Consider the investment bank model: no financial regulation, no bank holding company restrictions, and no federal insurance premiums.

In the midst of the current financial crisis, we have the spectacle of the Treasury secretary, a former chairman of the ultimate investment bank, Goldman Sachs (GS), leading the bailout of Bear Stearns (BSC) and proposing to back all investment banks by granting them access to the Federal Reserve’s discount window.

Our current financial regulatory structure was created in the midst of the Depression. Commercial banking and investment banking were separated to protect bank depositors.

A deal was struck—the commercial banks would get federal deposit insurance in return for stringent supervision, limiting their activities to lending and deposit gathering, a prohibition on equity ownership and trading, and an implied agreement to limit compensation. The investment banks traded a lack of federal guarantees for complete product and operating freedom (except for deposit gathering), a lack of financial regulation, and unlimited compensation.

Advantage: Investment Bankers

It has been obvious for years that the investment banks got the best deal by far. With no regulation and unlimited operating freedom, the sky has been the limit.

But now that the unlimited risk exposures have been exposed, not by regulation but by the market, the investment banks go hat in hand and receive a federal bailout. They even get to borrow cheaply directly from the discount window, a right that was formerly reserved for the highly regulated banks and severely frowned upon even then.

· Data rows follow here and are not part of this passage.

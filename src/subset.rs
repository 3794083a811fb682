//! Applying boolean masks to datasets.
//!
//! Values outside the mask become `NaN`. Trimming afterwards shrinks the
//! grid to the part that still holds data:
//!
//! - [`apply`] keeps the contiguous bounding rectangle between the first
//!   and last surviving rows and columns, so null rows inside it remain.
//! - [`apply_centroid`] drops every all-null row and column individually.

use ndarray::{Array2, Array3, ArrayView2, Axis, Zip};
use tracing::debug;

use crate::dataset::Dataset;
use crate::error::MaskError;
use crate::grid::GridAxes;
use crate::io::Regions;

/// Mask the selected variables and optionally trim to the data extent.
///
/// An empty `variables` slice selects every data variable. Trimming
/// re-slices every variable and coordinate, not only the selected ones.
pub fn apply(
    dataset: &Dataset,
    mask: ArrayView2<'_, bool>,
    variables: &[String],
    trim: bool,
) -> Result<Dataset, MaskError> {
    check_mask_shape(dataset, mask)?;
    let selection = dataset.resolve_selection(variables)?;

    let mut out = dataset.clone();
    for name in &selection {
        if let Some(var) = out.variable_mut(name) {
            mask_variable(&mut var.data, mask);
        }
    }

    if !trim {
        return Ok(out);
    }

    let (rows, cols) = surviving_lines(&out, &selection);
    let lat_idx = bounding_range(&rows);
    let lon_idx = bounding_range(&cols);
    debug!(
        "Trimming to {} of {} rows, {} of {} columns",
        lat_idx.len(),
        rows.len(),
        lon_idx.len(),
        cols.len()
    );

    Ok(out.select(&lat_idx, &lon_idx))
}

/// Cells whose centre lies inside any region.
pub fn centroid_mask<G: GridAxes + ?Sized>(grid: &G, regions: &Regions) -> Array2<bool> {
    let (lat, lon) = (grid.lat(), grid.lon());
    Array2::from_shape_fn((lat.len(), lon.len()), |(j, i)| {
        regions.contains_any(lon[i], lat[j])
    })
}

/// Mask every variable by cell-centre containment and drop null lines.
pub fn apply_centroid(dataset: &Dataset, regions: &Regions) -> Result<Dataset, MaskError> {
    let mask = centroid_mask(dataset, regions);

    let mut out = dataset.clone();
    for var in &mut out.variables {
        mask_variable(&mut var.data, mask.view());
    }

    let selection = out.variable_names();
    let (rows, cols) = surviving_lines(&out, &selection);
    let lat_idx: Vec<usize> = kept_indices(&rows);
    let lon_idx: Vec<usize> = kept_indices(&cols);

    Ok(out.select(&lat_idx, &lon_idx))
}

fn check_mask_shape(dataset: &Dataset, mask: ArrayView2<'_, bool>) -> Result<(), MaskError> {
    let expected = dataset.shape();
    if mask.dim() != expected {
        return Err(MaskError::ShapeMismatch {
            what: "mask".to_string(),
            expected: vec![expected.0, expected.1],
            actual: vec![mask.nrows(), mask.ncols()],
        });
    }
    Ok(())
}

/// Set values outside `mask` to `NaN` in every time slice.
fn mask_variable(data: &mut Array3<f64>, mask: ArrayView2<'_, bool>) {
    for mut slice in data.axis_iter_mut(Axis(0)) {
        Zip::from(&mut slice).and(&mask).for_each(|v, &keep| {
            if !keep {
                *v = f64::NAN;
            }
        });
    }
}

/// Flags for rows and columns holding at least one non-null value in any
/// of the named variables.
fn surviving_lines(dataset: &Dataset, selection: &[String]) -> (Vec<bool>, Vec<bool>) {
    let (n_lat, n_lon) = dataset.shape();
    let mut rows = vec![false; n_lat];
    let mut cols = vec![false; n_lon];

    for var in selection.iter().filter_map(|name| dataset.variable(name)) {
        for ((_, j, i), v) in var.data.indexed_iter() {
            if !v.is_nan() {
                rows[j] = true;
                cols[i] = true;
            }
        }
    }

    (rows, cols)
}

/// Indices from the first to the last set flag, inclusive.
fn bounding_range(flags: &[bool]) -> Vec<usize> {
    match (
        flags.iter().position(|&f| f),
        flags.iter().rposition(|&f| f),
    ) {
        (Some(first), Some(last)) => (first..=last).collect(),
        _ => Vec::new(),
    }
}

fn kept_indices(flags: &[bool]) -> Vec<usize> {
    flags
        .iter()
        .enumerate()
        .filter(|(_, f)| **f)
        .map(|(k, _)| k)
        .collect()
}

#[cfg(test)]
mod tests {
    use super::*;
    use crate::dataset::{Coordinate, Variable};
    use geo::{MultiPolygon, polygon};

    fn dataset(n_lat: usize, n_lon: usize) -> Dataset {
        let lat = (0..n_lat).map(|j| -40.0 + j as f64).collect();
        let lon = (0..n_lon).map(|i| 140.0 + i as f64).collect();
        let data = Array3::from_shape_fn((2, n_lat, n_lon), |(t, j, i)| (t + j + i) as f64);
        Dataset::new(Coordinate::new("lat", lat), Coordinate::new("lon", lon))
            .with_time(Coordinate::new("time", vec![0.0, 1.0]))
            .with_variable(Variable::new("tas", data))
            .unwrap()
    }

    #[test]
    fn test_apply_without_trim() {
        let ds = dataset(3, 3);
        let mut mask = Array2::from_elem((3, 3), true);
        mask[[1, 1]] = false;

        let out = apply(&ds, mask.view(), &[], false).unwrap();
        let tas = out.variable("tas").unwrap();
        assert_eq!(tas.data.dim(), (2, 3, 3));
        assert!(tas.data[[0, 1, 1]].is_nan());
        assert!(tas.data[[1, 1, 1]].is_nan());
        assert_eq!(tas.data[[1, 0, 0]], 1.0);
    }

    #[test]
    fn test_trim_keeps_interior_null_row() {
        let ds = dataset(8, 4);
        let mut mask = Array2::from_elem((8, 4), false);
        for j in [2, 3, 5] {
            mask.row_mut(j).fill(true);
        }

        let out = apply(&ds, mask.view(), &[], true).unwrap();
        assert_eq!(out.lat.values, vec![-38.0, -37.0, -36.0, -35.0]);
        assert_eq!(out.lon.len(), 4);
        let tas = out.variable("tas").unwrap();
        assert!(tas.data.index_axis(Axis(1), 2).iter().all(|v| v.is_nan()));
    }

    #[test]
    fn test_trim_columns() {
        let ds = dataset(3, 5);
        let mut mask = Array2::from_elem((3, 5), false);
        mask[[0, 1]] = true;
        mask[[2, 3]] = true;

        let out = apply(&ds, mask.view(), &[], true).unwrap();
        assert_eq!(out.lat.len(), 3);
        assert_eq!(out.lon.values, vec![141.0, 142.0, 143.0]);
    }

    #[test]
    fn test_unselected_variables_untouched() {
        let mut ds = dataset(2, 2);
        ds.add_variable(Variable::new("pr", Array3::from_elem((2, 2, 2), 5.0)))
            .unwrap();
        let mask = Array2::from_elem((2, 2), false);

        let out = apply(&ds, mask.view(), &["tas".to_string()], false).unwrap();
        assert!(out.variable("tas").unwrap().data.iter().all(|v| v.is_nan()));
        assert!(out.variable("pr").unwrap().data.iter().all(|&v| v == 5.0));
    }

    #[test]
    fn test_empty_mask_trims_everything() {
        let ds = dataset(3, 3);
        let mask = Array2::from_elem((3, 3), false);
        let out = apply(&ds, mask.view(), &[], true).unwrap();
        assert!(out.lat.is_empty());
        assert!(out.lon.is_empty());
        assert_eq!(out.variable("tas").unwrap().data.dim(), (2, 0, 0));
    }

    #[test]
    fn test_mask_shape_mismatch() {
        let ds = dataset(3, 3);
        let mask = Array2::from_elem((3, 2), true);
        assert!(matches!(
            apply(&ds, mask.view(), &[], false),
            Err(MaskError::ShapeMismatch { .. })
        ));
    }

    #[test]
    fn test_unknown_variable() {
        let ds = dataset(2, 2);
        let mask = Array2::from_elem((2, 2), true);
        assert!(matches!(
            apply(&ds, mask.view(), &["zg".to_string()], false),
            Err(MaskError::MissingVariable(_))
        ));
    }

    #[test]
    fn test_apply_centroid_drops_lines_individually() {
        let ds = dataset(5, 5);
        // Two blocks of centres: (lat -40, lon 140) and (lat -37, lon 143)
        let regions = Regions::from_polygons(vec![
            MultiPolygon(vec![polygon![
                (x: 139.5, y: -40.5),
                (x: 140.5, y: -40.5),
                (x: 140.5, y: -39.5),
                (x: 139.5, y: -39.5),
                (x: 139.5, y: -40.5),
            ]]),
            MultiPolygon(vec![polygon![
                (x: 142.5, y: -37.5),
                (x: 143.5, y: -37.5),
                (x: 143.5, y: -36.5),
                (x: 142.5, y: -36.5),
                (x: 142.5, y: -37.5),
            ]]),
        ]);

        let out = apply_centroid(&ds, &regions).unwrap();
        assert_eq!(out.lat.values, vec![-40.0, -37.0]);
        assert_eq!(out.lon.values, vec![140.0, 143.0]);

        let tas = out.variable("tas").unwrap();
        assert_eq!(tas.data[[0, 0, 0]], 0.0);
        assert!(tas.data[[0, 0, 1]].is_nan());
        assert_eq!(tas.data[[0, 1, 1]], 6.0);
    }
}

Now the Fed has become a cheap source of Wall Street funding.

How did this happen? How did Wall Street get the upside and our banks get the burden? How can the Fed lend to unregulated run-and-gun financial casinos?

A Mismatch

Let’s take a look at the relative positions of the commercial banks and the investment banks.

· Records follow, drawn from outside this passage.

//! Region overlap estimation and mask construction.
//!
//! Overlap fractions are estimated by supersampling: every cell is split
//! into `factor × factor` points, each point is labelled with the region
//! containing it ([`label`]), and labels are block-counted back onto the
//! original grid ([`aggregate`], [`FractionAccumulator`]). Fractions are
//! then thresholded into boolean masks ([`RegionMask`], [`threshold_mask`]).
//!
//! The same thresholding serves the temporal observation influence
//! fraction ([`influence_fraction`]).

pub mod builder;
pub mod fraction;
pub mod influence;
pub mod rasterize;

pub use builder::{MaskStatistics, RegionMask, threshold_mask, validate_threshold};
pub use fraction::{FractionAccumulator, FractionRaster, aggregate};
pub use influence::{
    DEFAULT_FRACTION_THRESHOLD, INFLUENCE_WEIGHT_MIN, InfluenceAccumulator, influence_fraction,
};
pub use rasterize::{RegionLabels, label};
//! Uniform-spacing validation for coordinate axes.

use crate::error::MaskError;

/// Relative tolerance between the largest and smallest axis step.
pub const SPACING_TOLERANCE: f64 = 0.01;

/// Check that an axis is strictly monotonic with uniform spacing.
///
/// The largest and smallest consecutive differences must agree within
/// [`SPACING_TOLERANCE`] relative to the larger magnitude. Axes with fewer
/// than two points have no spacing to disagree about and are accepted.
///
/// # Example
///
/// ```
/// use gridmask_rs::grid::check_regular;
///
/// assert!(check_regular(&[0.0, 1.0, 2.0, 3.0]).is_ok());
/// assert!(check_regular(&[0.0, 1.0, 3.0, 4.0]).is_err());
/// ```
pub fn check_regular(axis: &[f64]) -> Result<(), MaskError> {
    if axis.len() < 2 {
        return Ok(());
    }

    let mut min_step = f64::INFINITY;
    let mut max_step = f64::NEG_INFINITY;
    for pair in axis.windows(2) {
        let step = pair[1] - pair[0];
        min_step = min_step.min(step);
        max_step = max_step.max(step);
    }

    let irregular = MaskError::GridIrregular { min_step, max_step };

    // Zero, NaN or sign-changing steps: not a monotonic axis
    let same_sign = (min_step > 0.0 && max_step > 0.0) || (min_step < 0.0 && max_step < 0.0);
    if !same_sign {
        return Err(irregular);
    }

    let scale = min_step.abs().max(max_step.abs());
    if (max_step - min_step).abs() > SPACING_TOLERANCE * scale {
        return Err(irregular);
    }

    Ok(())
}

/// Mean spacing of an axis: `(last - first) / (n - 1)`.
///
/// Negative for descending axes.
pub fn axis_spacing(axis: &[f64]) -> Result<f64, MaskError> {
    if axis.len() < 2 {
        return Err(MaskError::DegenerateAxis { len: axis.len() });
    }
    Ok((axis[axis.len() - 1] - axis[0]) / (axis.len() - 1) as f64)
}
//! Observation influence fraction.
//!
//! Gridded analysis weight files assign each grid point and time step:
//!
//! | weight | meaning                                      |
//! |--------|----------------------------------------------|
//! | 0      | observations have no influence on the value  |
//! | 1      | observations have minimal influence          |
//! | 3      | observations influence the analysed value    |
//!
//! The influence fraction of a point is the share of time steps with
//! weight above 1. Points whose fraction does not exceed a threshold
//! (default 0.9) are masked through the same
//! [`threshold_mask`](super::threshold_mask) used for region overlap.
//!
//! Counting is additive, so weight series split along time (one file per
//! year, say) are accumulated chunk by chunk and merged.

use ndarray::{Array2, ArrayView3, Axis, Zip};

use crate::error::MaskError;

/// Default influence fraction threshold.
pub const DEFAULT_FRACTION_THRESHOLD: f64 = 0.9;

/// Weights above this value count as observation-influenced.
pub const INFLUENCE_WEIGHT_MIN: f64 = 1.0;

/// Allowed weight values.
const ALLOWED_WEIGHTS: [f64; 3] = [0.0, 1.0, 3.0];

/// Running influence counts over one or more time chunks.
#[derive(Debug, Clone, PartialEq)]
pub struct InfluenceAccumulator {
    counts: Array2<u32>,
    n_steps: usize,
}

impl InfluenceAccumulator {
    /// Create an empty accumulator for a grid of `shape` = (n_lat, n_lon).
    pub fn new(shape: (usize, usize)) -> Self {
        Self {
            counts: Array2::zeros(shape),
            n_steps: 0,
        }
    }

    /// Add a chunk of weights indexed `[time, lat, lon]`.
    ///
    /// Missing (`NaN`) weights count as time steps without influence.
    /// Any other value outside {0, 1, 3} is rejected.
    pub fn add(&mut self, weights: ArrayView3<'_, f64>) -> Result<(), MaskError> {
        let (n_t, n_lat, n_lon) = weights.dim();
        if (n_lat, n_lon) != self.counts.dim() {
            return Err(MaskError::ShapeMismatch {
                what: "weight chunk".to_string(),
                expected: vec![n_t, self.counts.nrows(), self.counts.ncols()],
                actual: vec![n_t, n_lat, n_lon],
            });
        }

        if let Some(&value) = weights
            .iter()
            .find(|w| !w.is_nan() && !ALLOWED_WEIGHTS.contains(w))
        {
            return Err(MaskError::InvalidWeight { value });
        }

        for step in weights.axis_iter(Axis(0)) {
            Zip::from(&mut self.counts).and(&step).for_each(|count, &w| {
                if w > INFLUENCE_WEIGHT_MIN {
                    *count += 1;
                }
            });
        }
        self.n_steps += n_t;

        Ok(())
    }

    /// Merge counts from another accumulator over the same grid.
    pub fn merge(&mut self, other: &InfluenceAccumulator) -> Result<(), MaskError> {
        if other.counts.dim() != self.counts.dim() {
            return Err(MaskError::ShapeMismatch {
                what: "influence counts".to_string(),
                expected: vec![self.counts.nrows(), self.counts.ncols()],
                actual: vec![other.counts.nrows(), other.counts.ncols()],
            });
        }
        self.counts += &other.counts;
        self.n_steps += other.n_steps;
        Ok(())
    }

    /// Number of time steps accumulated so far.
    pub fn n_steps(&self) -> usize {
        self.n_steps
    }

    /// Fraction of influenced time steps per grid point.
    pub fn finish(&self) -> Result<Array2<f64>, MaskError> {
        if self.n_steps == 0 {
            return Err(MaskError::EmptyTimeAxis);
        }
        let total = self.n_steps as f64;
        Ok(self.counts.mapv(|c| c as f64 / total))
    }
}

/// Influence fraction of a complete weight series indexed `[time, lat, lon]`.
pub fn influence_fraction(weights: ArrayView3<'_, f64>) -> Result<Array2<f64>, MaskError> {
    let (_, n_lat, n_lon) = weights.dim();
    let mut acc = InfluenceAccumulator::new((n_lat, n_lon));
    acc.add(weights)?;
    acc.finish()
}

Regulation. Banks are micromanaged by examiners based within the banks, and the banks pay for their examination. Regulation covers every aspect of a bank’s operations: financial, managerial, credit, risk management, liquidity, compliance, capital, compensation, and so much more. Though the investment banks face SEC compliance, where is the financial regulation, the risk management, the liquidity planning, the credit and credit derivatives?

Business opportunities. Banks are limited to basic lending and deposit gathering, with very limited freedoms in other areas. They cannot invest in equities, invest in other businesses, or expand easily. For the investment banks, there seem to be no limitations. They have maneuvered around the deposit restrictions. They can create and trade exotic products and invest in almost anything.

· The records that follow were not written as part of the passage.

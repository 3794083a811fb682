//! Regular latitude/longitude grids.
//!
//! This module provides:
//! - [`GridAxes`]: accessor trait through which the algorithms see a grid
//! - [`RegularGrid`]: an owned, validated pair of axes
//! - [`check_regular`]: uniform-spacing validation
//! - [`sample_axis`] / [`SupersampledGrid`]: the finer sample axes used for
//!   overlap estimation
//!
//! Algorithms never look coordinates up by name. Whatever holds the grid
//! (a [`Dataset`](crate::dataset::Dataset), a `RegularGrid`, a test fixture)
//! hands the axes over through [`GridAxes`].

mod regular;
mod supersample;

pub use regular::{SPACING_TOLERANCE, axis_spacing, check_regular};
pub use supersample::{DEFAULT_FACTOR, SupersampledGrid, sample_axis};

use crate::error::MaskError;
use crate::io::GeoBoundingBox;

/// Read access to the latitude and longitude axes of a grid.
pub trait GridAxes {
    /// Latitude cell centres, in degrees.
    fn lat(&self) -> &[f64];

    /// Longitude cell centres, in degrees.
    fn lon(&self) -> &[f64];

    /// Grid shape as (n_lat, n_lon).
    fn shape(&self) -> (usize, usize) {
        (self.lat().len(), self.lon().len())
    }

    /// Geographic extent covered by the grid cells (centres ± half a cell).
    ///
    /// Returns `None` if either axis is shorter than two points.
    fn cell_bounds(&self) -> Option<GeoBoundingBox> {
        let (lat_lo, lat_hi) = axis_edges(self.lat())?;
        let (lon_lo, lon_hi) = axis_edges(self.lon())?;
        Some(GeoBoundingBox::new(lon_lo, lat_lo, lon_hi, lat_hi))
    }
}

/// Outer cell edges of an axis, sorted ascending.
fn axis_edges(axis: &[f64]) -> Option<(f64, f64)> {
    let d = axis_spacing(axis).ok()?.abs();
    let first = axis[0];
    let last = axis[axis.len() - 1];
    Some((first.min(last) - d / 2.0, first.max(last) + d / 2.0))
}

/// An owned regular grid whose axes passed [`check_regular`].
#[derive(Debug, Clone, PartialEq)]
pub struct RegularGrid {
    lat: Vec<f64>,
    lon: Vec<f64>,
}

impl RegularGrid {
    /// Create a grid, validating both axes.
    pub fn new(lat: Vec<f64>, lon: Vec<f64>) -> Result<Self, MaskError> {
        check_regular(&lat)?;
        check_regular(&lon)?;
        Ok(Self { lat, lon })
    }

    /// Copy the axes of any grid, validating them.
    pub fn from_axes<G: GridAxes + ?Sized>(grid: &G) -> Result<Self, MaskError> {
        Self::new(grid.lat().to_vec(), grid.lon().to_vec())
    }

    /// Evenly spaced grid of `n_lat` × `n_lon` cell centres.
    pub fn uniform(lat0: f64, dlat: f64, n_lat: usize, lon0: f64, dlon: f64, n_lon: usize) -> Self {
        Self {
            lat: (0..n_lat).map(|j| lat0 + j as f64 * dlat).collect(),
            lon: (0..n_lon).map(|i| lon0 + i as f64 * dlon).collect(),
        }
    }
}

impl GridAxes for RegularGrid {
    fn lat(&self) -> &[f64] {
        &self.lat
    }

    fn lon(&self) -> &[f64] {
        &self.lon
    }
}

Capital. If you are a banker, does 35-to-1 leverage seem excessive? If you were operating with such a 3% capital ratio, how long would regulators let you continue? The investment banks seem to have no practical capital constraints, and that is without considering the derivatives and credit swaps that no one seems to know how to value, and for which there seems to be no capital. It’s no wonder investment banks enjoy such spectacular returns. Banks would, too, with no capital--and they’d also face such explosive busts.

Credit. Banks make loans under stringent supervision to support the economy. Investment banks make loans to trade. Who examines their loans? And where is the rigorous credit support and administration mandated for commercial banks?

Compensation. Bankers know that excessive compensation brings down the wrath of the regulators, who argue, "We insure your deposits, and you are not entitled to outsize compensation." Compare that to Wall Street, where compensation is unlimited. Staff members get incentives to take risk, and a $100 million comp package is normal. At a commercial bank, that amount would be heresy.

Politics. The political process controls our financial lives, including the regulatory environment. Banks are legally prohibited from participating, PACs are frowned upon, and managers are encouraged not to participate. At the investment banks, politics is mother’s milk. Wall Street is always one of the top funding sources for all parties. Do you think there is some cause and effect here?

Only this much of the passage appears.